Pada tahun 2004, sebuah studi kolaboratif internasional di empat benua memperkirakan bahwa 10 persen spesies akan punah pada tahun 2050 karena pemanasan global. "Kita perlu membatasi perubahan iklim atau kita akan berada dalam kesulitan bersama banyak spesies lain, mungkin punah," kata Dr. Lee Hannah, salah satu penulis makalah dan kepala ahli biologi perubahan iklim di Pusat Ilmu Pengetahuan Keanekaragaman Hayati Terapan di Konservasi Internasional.

Sebuah penelitian pada 2015 memperkirakan bahwa hingga 35% karnivora dan ungulata terestrial dunia akan menghadapi risiko kepunahan yang lebih tinggi pada tahun 2050 akibat efek perubahan iklim ditambah penggunaan lahan yang diprediksi dengan skenario laju pembangunan manusia masa kini.
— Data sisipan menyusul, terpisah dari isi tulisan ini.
//! Incidents and the incident log
//!
//! An incident is an immutable record of something abnormal observed during
//! a cycle. The log is append-only and keeps only the most recent entries;
//! it is best-effort, so an unreadable log reads as empty instead of failing
//! the cycle.

mod log;

pub use log::{IncidentLog, INCIDENTS_KEY};

use chrono::{DateTime, Utc};
use serde::{Deserialize, Serialize};
use std::fmt;
use std::str::FromStr;

/// Incident severity
#[derive(Debug, Clone, Copy, PartialEq, Eq, PartialOrd, Ord, Hash, Serialize, Deserialize)]
#[serde(rename_all = "snake_case")]
pub enum Severity {
    Low,
    Medium,
    High,
}

impl fmt::Display for Severity {
    fn fmt(&self, f: &mut fmt::Formatter<'_>) -> fmt::Result {
        match self {
            Severity::Low => write!(f, "low"),
            Severity::Medium => write!(f, "medium"),
            Severity::High => write!(f, "high"),
        }
    }
}

/// Incident type, also the key of alert deduplication
#[derive(Debug, Clone, Copy, PartialEq, Eq, PartialOrd, Ord, Hash, Serialize, Deserialize)]
#[serde(rename_all = "snake_case")]
pub enum IncidentType {
    SiteUnavailable,
    ContentChanged,
    SuspiciousCode,
    SslExpiring,
    SslError,
    /// All-clear notifications; never stored in the log
    Info,
    /// Alerts about the monitor itself failing; never stored in the log
    SystemError,
}

impl IncidentType {
    /// Every type, in declaration order
    pub const ALL: [IncidentType; 7] = [
        IncidentType::SiteUnavailable,
        IncidentType::ContentChanged,
        IncidentType::SuspiciousCode,
        IncidentType::SslExpiring,
        IncidentType::SslError,
        IncidentType::Info,
        IncidentType::SystemError,
    ];

    /// Stable snake_case name
    pub fn as_str(&self) -> &'static str {
        match self {
            IncidentType::SiteUnavailable => "site_unavailable",
            IncidentType::ContentChanged => "content_changed",
            IncidentType::SuspiciousCode => "suspicious_code",
            IncidentType::SslExpiring => "ssl_expiring",
            IncidentType::SslError => "ssl_error",
            IncidentType::Info => "info",
            IncidentType::SystemError => "system_error",
        }
    }

    /// Rank used to pick the representative type of a cycle (higher wins)
    pub fn priority(&self) -> u8 {
        match self {
            IncidentType::SiteUnavailable => 4,
            IncidentType::SuspiciousCode => 3,
            IncidentType::ContentChanged => 2,
            IncidentType::SslError => 1,
            IncidentType::SslExpiring => 1,
            IncidentType::Info | IncidentType::SystemError => 0,
        }
    }

    /// Most representative type among `types`, `None` when empty
    pub fn most_severe<I>(types: I) -> Option<IncidentType>
    where
        I: IntoIterator<Item = IncidentType>,
    {
        // On equal rank the first occurrence wins.
        types.into_iter().fold(None, |best, t| match best {
            Some(b) if b.priority() >= t.priority() => Some(b),
            _ => Some(t),
        })
    }
}

impl fmt::Display for IncidentType {
    fn fmt(&self, f: &mut fmt::Formatter<'_>) -> fmt::Result {
        f.write_str(self.as_str())
    }
}

impl FromStr for IncidentType {
    type Err = String;

    fn from_str(s: &str) -> Result<Self, Self::Err> {
        IncidentType::ALL
            .iter()
            .copied()
            .find(|t| t.as_str() == s)
            .ok_or_else(|| format!("Unknown incident type: {}", s))
    }
}

/// Type-specific incident context
#[derive(Debug, Clone, PartialEq, Eq, Serialize, Deserialize)]
#[serde(tag = "type", rename_all = "snake_case")]
pub enum IncidentDetails {
    SiteUnavailable {
        resource: String,
        url: String,
        #[serde(default, skip_serializing_if = "Option::is_none")]
        status_code: Option<u16>,
        #[serde(default, skip_serializing_if = "Option::is_none")]
        error: Option<String>,
    },
    ContentChanged {
        resource: String,
        url: String,
        previous_fingerprint: String,
        current_fingerprint: String,
        diff: String,
        #[serde(default)]
        truncated: bool,
    },
    SuspiciousCode {
        resource: String,
        pattern: String,
        description: String,
        occurrences: usize,
    },
    SslExpiring {
        hostname: String,
        expires_at: DateTime<Utc>,
        days_remaining: i64,
    },
    SslError {
        hostname: String,
        error: String,
    },
}

impl IncidentDetails {
    pub fn incident_type(&self) -> IncidentType {
        match self {
            IncidentDetails::SiteUnavailable { .. } => IncidentType::SiteUnavailable,
            IncidentDetails::ContentChanged { .. } => IncidentType::ContentChanged,
            IncidentDetails::SuspiciousCode { .. } => IncidentType::SuspiciousCode,
            IncidentDetails::SslExpiring { .. } => IncidentType::SslExpiring,
            IncidentDetails::SslError { .. } => IncidentType::SslError,
        }
    }

    /// One-line human summary
    pub fn summary(&self) -> String {
        match self {
            IncidentDetails::SiteUnavailable {
                resource,
                status_code: Some(code),
                ..
            } => format!("{} returned HTTP {}", resource, code),
            IncidentDetails::SiteUnavailable {
                resource, error, ..
            } => format!(
                "{} unreachable: {}",
                resource,
                error.as_deref().unwrap_or("unknown error")
            ),
            IncidentDetails::ContentChanged { resource, .. } => {
                format!("{} content changed", resource)
            }
            IncidentDetails::SuspiciousCode {
                resource,
                description,
                occurrences,
                ..
            } => format!("{}: {} found {} time(s)", resource, description, occurrences),
            IncidentDetails::SslExpiring {
                hostname,
                days_remaining,
                ..
            } => format!(
                "certificate for {} expires in {} day(s)",
                hostname, days_remaining
            ),
            IncidentDetails::SslError { hostname, error } => {
                format!("certificate check for {} failed: {}", hostname, error)
            }
        }
    }
}

/// A recorded abnormal observation
#[derive(Debug, Clone, PartialEq, Eq, Serialize, Deserialize)]
pub struct Incident {
    /// Assigned when appended to the log
    pub timestamp: DateTime<Utc>,

    pub severity: Severity,

    #[serde(flatten)]
    pub details: IncidentDetails,
}

impl Incident {
    /// New incident stamped with the current time
    pub fn new(severity: Severity, details: IncidentDetails) -> Self {
        Self {
            timestamp: Utc::now(),
            severity,
            details,
        }
    }

    pub fn incident_type(&self) -> IncidentType {
        self.details.incident_type()
    }

    /// Fetch failure or non-2xx response
    pub fn site_unavailable(
        resource: &str,
        url: &str,
        status_code: Option<u16>,
        error: Option<String>,
    ) -> Self {
        Self::new(
            Severity::High,
            IncidentDetails::SiteUnavailable {
                resource: resource.to_string(),
                url: url.to_string(),
                status_code,
                error,
            },
        )
    }

    /// Resource content differs from the last observation
    pub fn content_changed(
        resource: &str,
        url: &str,
        change: &crate::detector::ContentChange,
    ) -> Self {
        Self::new(
            Severity::Medium,
            IncidentDetails::ContentChanged {
                resource: resource.to_string(),
                url: url.to_string(),
                previous_fingerprint: change.previous_fingerprint.clone(),
                current_fingerprint: change.current_fingerprint.clone(),
                diff: change.diff.clone(),
                truncated: change.truncated,
            },
        )
    }

    /// A suspicious pattern matched the resource body
    pub fn suspicious_code(resource: &str, found: &crate::detector::PatternMatch) -> Self {
        Self::new(
            found.severity,
            IncidentDetails::SuspiciousCode {
                resource: resource.to_string(),
                pattern: found.pattern.clone(),
                description: found.description.clone(),
                occurrences: found.occurrences,
            },
        )
    }

    /// Certificate close to expiry
    pub fn ssl_expiring(hostname: &str, expires_at: DateTime<Utc>, days_remaining: i64) -> Self {
        Self::new(
            Severity::Medium,
            IncidentDetails::SslExpiring {
                hostname: hostname.to_string(),
                expires_at,
                days_remaining,
            },
        )
    }

    /// Certificate could not be validated
    pub fn ssl_error(hostname: &str, error: impl Into<String>) -> Self {
        Self::new(
            Severity::High,
            IncidentDetails::SslError {
                hostname: hostname.to_string(),
                error: error.into(),
            },
        )
    }
}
Perubahan iklim telah mengubah waktu ketika kelelawar ekor bebas Brasil (Tadarida brasiliensis) muncul untuk mencari makan menjadi senja hari. Perubahan ini diyakini terkait dengan pengeringan daerah akibat kenaikan suhu. Kemunculan yang lebih awal ini membuat kelelawar menjadi pemangsa yang lebih besar dan meningkatkan persaingan dengan serangga lain yang mencari makan pada waktu senja atau siang hari.

  • Overpopulasi manusia

Populasi dunia berjumlah hampir 7,6 miliar pada pertengahan 2017 (kira-kira satu miliar lebih banyak dibandingkan tahun 2005) dan diperkirakan akan mencapai 11,1 miliar pada tahun 2100. Sir David King, mantan kepala penasihat ilmiah untuk pemerintah Inggris, mengatakan pada parlemen: "Sudah jelas bahwa pertumbuhan populasi manusia secara besar-besaran selama abad ke-20 berdampak lebih besar pada keanekaragaman hayati dibandingkan faktor tunggal lainnya." Paling tidak sampai pertengahan abad ke-21, hilangnya keanekaragaman hayati murni di seluruh dunia mungkin akan sangat bergantung pada tingkat kelahiran manusia di seluruh dunia. Ahli biologi seperti Paul R. Ehrlich dan Stuart Pimm mencatat bahwa pertumbuhan populasi manusia dan konsumsi berlebihan adalah pendorong utama kepunahan spesies.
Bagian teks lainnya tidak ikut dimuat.